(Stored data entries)
──────────

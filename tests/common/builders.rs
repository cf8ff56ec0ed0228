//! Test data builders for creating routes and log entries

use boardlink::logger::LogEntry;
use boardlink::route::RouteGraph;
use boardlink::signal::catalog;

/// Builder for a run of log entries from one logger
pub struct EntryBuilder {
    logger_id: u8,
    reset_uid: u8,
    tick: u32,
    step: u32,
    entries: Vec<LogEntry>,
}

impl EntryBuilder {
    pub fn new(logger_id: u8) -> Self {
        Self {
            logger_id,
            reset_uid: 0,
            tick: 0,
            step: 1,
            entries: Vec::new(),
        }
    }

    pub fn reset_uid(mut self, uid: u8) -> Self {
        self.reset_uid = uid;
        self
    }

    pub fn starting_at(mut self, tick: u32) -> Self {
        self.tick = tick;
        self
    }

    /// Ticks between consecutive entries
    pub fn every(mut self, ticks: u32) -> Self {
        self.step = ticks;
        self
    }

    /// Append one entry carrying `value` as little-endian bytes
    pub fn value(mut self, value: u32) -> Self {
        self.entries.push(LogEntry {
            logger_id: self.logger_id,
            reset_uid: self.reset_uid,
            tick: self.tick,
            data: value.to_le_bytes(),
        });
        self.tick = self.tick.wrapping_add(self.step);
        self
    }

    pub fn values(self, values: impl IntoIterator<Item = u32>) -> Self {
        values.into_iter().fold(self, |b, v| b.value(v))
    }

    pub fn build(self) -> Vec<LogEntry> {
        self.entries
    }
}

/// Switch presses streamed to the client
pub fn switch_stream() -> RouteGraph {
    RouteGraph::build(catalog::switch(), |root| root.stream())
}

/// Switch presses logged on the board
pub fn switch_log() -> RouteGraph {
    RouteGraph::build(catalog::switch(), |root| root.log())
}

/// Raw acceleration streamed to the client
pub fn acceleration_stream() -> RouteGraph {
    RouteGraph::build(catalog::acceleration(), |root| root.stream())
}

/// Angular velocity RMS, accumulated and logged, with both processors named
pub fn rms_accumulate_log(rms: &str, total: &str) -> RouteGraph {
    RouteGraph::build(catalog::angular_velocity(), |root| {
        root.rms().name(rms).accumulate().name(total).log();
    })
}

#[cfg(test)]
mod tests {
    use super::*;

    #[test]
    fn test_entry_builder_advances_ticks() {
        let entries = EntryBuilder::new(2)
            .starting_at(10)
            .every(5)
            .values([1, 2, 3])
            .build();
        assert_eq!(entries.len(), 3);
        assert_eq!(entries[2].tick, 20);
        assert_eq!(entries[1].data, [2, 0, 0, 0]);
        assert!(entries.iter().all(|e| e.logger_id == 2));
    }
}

──────────

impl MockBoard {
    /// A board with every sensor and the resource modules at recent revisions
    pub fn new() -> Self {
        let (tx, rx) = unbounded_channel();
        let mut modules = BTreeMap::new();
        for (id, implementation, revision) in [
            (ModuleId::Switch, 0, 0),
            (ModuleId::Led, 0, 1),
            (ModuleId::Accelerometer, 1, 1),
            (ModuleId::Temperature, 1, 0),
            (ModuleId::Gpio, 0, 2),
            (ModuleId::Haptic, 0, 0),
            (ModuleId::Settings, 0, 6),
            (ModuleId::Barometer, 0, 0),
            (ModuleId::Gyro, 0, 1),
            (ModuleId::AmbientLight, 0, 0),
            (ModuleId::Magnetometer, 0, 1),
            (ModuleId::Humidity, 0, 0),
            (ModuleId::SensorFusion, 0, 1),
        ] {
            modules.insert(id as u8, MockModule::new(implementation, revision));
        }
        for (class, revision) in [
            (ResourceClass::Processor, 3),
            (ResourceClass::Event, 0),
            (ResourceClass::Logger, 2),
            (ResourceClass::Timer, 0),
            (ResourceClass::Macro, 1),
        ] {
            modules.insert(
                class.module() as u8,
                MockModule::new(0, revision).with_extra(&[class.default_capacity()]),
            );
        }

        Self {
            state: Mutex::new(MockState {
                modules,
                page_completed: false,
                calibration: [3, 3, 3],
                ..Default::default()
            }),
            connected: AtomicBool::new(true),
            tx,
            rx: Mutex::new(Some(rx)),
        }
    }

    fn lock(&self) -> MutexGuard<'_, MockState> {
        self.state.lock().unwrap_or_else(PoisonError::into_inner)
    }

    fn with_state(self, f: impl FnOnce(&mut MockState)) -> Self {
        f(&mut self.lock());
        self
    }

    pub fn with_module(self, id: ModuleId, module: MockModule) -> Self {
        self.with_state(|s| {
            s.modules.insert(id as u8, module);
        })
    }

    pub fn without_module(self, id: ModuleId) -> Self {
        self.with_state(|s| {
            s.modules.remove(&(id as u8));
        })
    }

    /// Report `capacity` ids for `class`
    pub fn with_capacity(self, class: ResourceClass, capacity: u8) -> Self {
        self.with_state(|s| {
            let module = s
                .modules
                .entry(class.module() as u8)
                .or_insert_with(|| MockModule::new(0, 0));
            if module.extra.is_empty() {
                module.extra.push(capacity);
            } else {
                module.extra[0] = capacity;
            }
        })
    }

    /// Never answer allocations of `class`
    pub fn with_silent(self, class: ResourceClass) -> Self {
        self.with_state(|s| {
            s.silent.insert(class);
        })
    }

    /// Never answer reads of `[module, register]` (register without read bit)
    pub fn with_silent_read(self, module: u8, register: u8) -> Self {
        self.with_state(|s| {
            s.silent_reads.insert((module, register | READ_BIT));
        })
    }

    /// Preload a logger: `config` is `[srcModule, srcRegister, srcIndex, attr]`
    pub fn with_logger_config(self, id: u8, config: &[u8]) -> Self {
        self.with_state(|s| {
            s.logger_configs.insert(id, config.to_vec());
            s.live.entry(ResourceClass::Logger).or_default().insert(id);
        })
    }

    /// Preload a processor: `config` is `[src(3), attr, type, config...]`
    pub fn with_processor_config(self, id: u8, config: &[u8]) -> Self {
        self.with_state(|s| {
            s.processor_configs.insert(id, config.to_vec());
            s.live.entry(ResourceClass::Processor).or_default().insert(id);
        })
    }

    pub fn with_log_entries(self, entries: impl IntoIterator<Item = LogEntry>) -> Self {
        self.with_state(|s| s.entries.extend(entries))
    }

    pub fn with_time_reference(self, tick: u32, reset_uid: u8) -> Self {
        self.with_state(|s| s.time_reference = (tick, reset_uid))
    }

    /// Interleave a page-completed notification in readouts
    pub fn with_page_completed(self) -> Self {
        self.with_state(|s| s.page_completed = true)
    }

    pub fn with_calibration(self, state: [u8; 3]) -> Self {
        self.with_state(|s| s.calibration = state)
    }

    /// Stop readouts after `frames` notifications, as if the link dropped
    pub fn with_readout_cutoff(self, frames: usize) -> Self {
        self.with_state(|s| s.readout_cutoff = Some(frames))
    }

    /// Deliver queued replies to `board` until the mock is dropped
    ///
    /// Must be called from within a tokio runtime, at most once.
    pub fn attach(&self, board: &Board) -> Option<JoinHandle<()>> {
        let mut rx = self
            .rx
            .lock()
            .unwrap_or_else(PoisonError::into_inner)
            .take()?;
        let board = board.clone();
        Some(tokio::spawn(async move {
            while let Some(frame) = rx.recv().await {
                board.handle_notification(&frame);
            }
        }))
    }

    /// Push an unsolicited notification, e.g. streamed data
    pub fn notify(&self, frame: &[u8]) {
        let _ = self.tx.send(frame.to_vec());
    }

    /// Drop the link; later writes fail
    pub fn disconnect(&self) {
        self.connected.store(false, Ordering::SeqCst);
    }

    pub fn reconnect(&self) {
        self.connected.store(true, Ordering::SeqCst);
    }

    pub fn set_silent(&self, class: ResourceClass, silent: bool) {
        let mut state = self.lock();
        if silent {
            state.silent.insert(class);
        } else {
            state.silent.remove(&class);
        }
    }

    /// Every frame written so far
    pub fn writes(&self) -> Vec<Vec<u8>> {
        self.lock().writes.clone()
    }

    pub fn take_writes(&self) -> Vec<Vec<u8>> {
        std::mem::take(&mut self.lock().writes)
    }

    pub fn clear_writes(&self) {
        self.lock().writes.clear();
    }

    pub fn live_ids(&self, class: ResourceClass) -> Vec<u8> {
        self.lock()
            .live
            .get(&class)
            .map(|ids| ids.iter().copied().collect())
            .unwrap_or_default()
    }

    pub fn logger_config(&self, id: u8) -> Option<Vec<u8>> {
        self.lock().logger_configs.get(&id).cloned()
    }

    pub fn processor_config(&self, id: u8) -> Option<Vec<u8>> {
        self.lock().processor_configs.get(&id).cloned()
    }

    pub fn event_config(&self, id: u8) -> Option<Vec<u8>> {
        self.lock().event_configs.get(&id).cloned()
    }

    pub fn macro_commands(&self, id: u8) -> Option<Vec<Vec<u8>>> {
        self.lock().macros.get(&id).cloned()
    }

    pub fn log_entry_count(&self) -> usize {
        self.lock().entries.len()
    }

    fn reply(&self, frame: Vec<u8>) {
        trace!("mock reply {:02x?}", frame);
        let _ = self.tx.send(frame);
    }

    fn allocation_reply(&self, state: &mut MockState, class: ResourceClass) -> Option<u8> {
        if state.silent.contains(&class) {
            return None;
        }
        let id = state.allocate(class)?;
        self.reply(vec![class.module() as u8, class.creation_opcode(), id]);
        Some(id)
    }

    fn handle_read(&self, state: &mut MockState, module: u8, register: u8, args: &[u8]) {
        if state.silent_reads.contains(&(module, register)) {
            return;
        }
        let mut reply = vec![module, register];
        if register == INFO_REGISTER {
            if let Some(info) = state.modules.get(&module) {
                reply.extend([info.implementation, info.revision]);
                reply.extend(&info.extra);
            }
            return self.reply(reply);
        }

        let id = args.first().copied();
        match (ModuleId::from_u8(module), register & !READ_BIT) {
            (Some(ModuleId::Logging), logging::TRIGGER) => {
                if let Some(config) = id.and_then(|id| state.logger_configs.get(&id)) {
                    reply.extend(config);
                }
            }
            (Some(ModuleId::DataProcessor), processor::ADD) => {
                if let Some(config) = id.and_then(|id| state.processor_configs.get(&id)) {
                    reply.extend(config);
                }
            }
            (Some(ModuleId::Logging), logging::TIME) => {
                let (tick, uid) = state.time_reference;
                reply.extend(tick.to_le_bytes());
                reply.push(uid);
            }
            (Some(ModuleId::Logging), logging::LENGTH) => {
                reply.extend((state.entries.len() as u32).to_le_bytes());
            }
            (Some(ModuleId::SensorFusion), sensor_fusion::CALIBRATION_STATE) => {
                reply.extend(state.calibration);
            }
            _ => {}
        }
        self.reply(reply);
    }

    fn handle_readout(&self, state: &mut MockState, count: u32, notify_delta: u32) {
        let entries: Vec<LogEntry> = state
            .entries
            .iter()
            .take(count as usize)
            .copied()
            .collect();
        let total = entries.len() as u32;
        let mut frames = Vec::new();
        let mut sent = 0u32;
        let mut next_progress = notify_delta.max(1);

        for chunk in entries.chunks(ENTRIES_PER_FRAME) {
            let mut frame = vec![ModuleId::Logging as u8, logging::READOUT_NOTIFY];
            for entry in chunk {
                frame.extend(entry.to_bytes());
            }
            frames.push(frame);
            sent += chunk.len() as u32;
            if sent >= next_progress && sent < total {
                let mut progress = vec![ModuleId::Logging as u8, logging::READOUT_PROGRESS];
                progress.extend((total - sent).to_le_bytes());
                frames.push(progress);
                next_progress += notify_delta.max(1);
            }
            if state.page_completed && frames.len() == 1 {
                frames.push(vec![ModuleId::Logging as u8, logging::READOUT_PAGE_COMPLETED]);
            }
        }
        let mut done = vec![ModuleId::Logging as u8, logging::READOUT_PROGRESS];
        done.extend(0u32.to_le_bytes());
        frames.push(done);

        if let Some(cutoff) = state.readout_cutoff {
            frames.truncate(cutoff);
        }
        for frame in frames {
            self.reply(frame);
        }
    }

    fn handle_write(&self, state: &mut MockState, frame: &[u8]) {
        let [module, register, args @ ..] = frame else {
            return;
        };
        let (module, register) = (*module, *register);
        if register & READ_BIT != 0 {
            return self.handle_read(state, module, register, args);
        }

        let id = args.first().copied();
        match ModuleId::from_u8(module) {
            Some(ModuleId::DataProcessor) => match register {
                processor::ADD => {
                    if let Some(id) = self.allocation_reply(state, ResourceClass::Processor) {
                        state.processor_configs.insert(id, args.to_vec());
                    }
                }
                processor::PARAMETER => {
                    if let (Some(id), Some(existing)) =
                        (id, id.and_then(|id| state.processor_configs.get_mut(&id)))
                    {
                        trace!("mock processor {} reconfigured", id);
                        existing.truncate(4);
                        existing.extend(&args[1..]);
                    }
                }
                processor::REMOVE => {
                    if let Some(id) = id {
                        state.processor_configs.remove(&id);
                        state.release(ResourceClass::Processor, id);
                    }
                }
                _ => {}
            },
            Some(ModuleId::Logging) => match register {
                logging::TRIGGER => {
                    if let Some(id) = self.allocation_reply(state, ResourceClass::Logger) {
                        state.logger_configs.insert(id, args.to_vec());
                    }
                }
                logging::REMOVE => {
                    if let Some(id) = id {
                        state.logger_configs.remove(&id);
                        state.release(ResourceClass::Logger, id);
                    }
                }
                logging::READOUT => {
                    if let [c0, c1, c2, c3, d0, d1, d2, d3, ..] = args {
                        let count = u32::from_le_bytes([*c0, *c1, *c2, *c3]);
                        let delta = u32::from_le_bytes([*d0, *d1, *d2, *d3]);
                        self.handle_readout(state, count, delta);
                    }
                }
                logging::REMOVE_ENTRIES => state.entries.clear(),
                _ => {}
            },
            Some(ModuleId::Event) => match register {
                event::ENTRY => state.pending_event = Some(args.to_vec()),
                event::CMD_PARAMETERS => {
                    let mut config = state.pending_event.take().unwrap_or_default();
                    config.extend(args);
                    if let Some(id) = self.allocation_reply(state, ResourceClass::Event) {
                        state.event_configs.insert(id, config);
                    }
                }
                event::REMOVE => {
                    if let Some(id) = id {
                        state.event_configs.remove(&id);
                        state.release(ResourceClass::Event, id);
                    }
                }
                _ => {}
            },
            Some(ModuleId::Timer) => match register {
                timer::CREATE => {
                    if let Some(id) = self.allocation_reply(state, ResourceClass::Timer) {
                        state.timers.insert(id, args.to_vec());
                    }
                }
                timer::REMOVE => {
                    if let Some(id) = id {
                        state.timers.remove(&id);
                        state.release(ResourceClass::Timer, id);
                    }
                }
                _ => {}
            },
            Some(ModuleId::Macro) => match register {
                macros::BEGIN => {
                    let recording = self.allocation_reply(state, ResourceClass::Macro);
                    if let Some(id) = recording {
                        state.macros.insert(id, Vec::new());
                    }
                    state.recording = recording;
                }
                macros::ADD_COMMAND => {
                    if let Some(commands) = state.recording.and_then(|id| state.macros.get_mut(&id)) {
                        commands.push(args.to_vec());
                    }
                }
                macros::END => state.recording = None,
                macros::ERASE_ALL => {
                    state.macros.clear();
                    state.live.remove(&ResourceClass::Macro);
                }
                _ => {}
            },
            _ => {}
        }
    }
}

──────────

*Task to complete:*
From the records above, pull out each line that has "modules".

*Solution to the exercise:*
    /// A board with every sensor and the resource modules at recent revisions
        let mut modules = BTreeMap::new();
            modules.insert(id as u8, MockModule::new(implementation, revision));
            modules.insert(
                modules,
            s.modules.insert(id as u8, module);
            s.modules.remove(&(id as u8));
                .modules
            if let Some(info) = state.modules.get(&module) {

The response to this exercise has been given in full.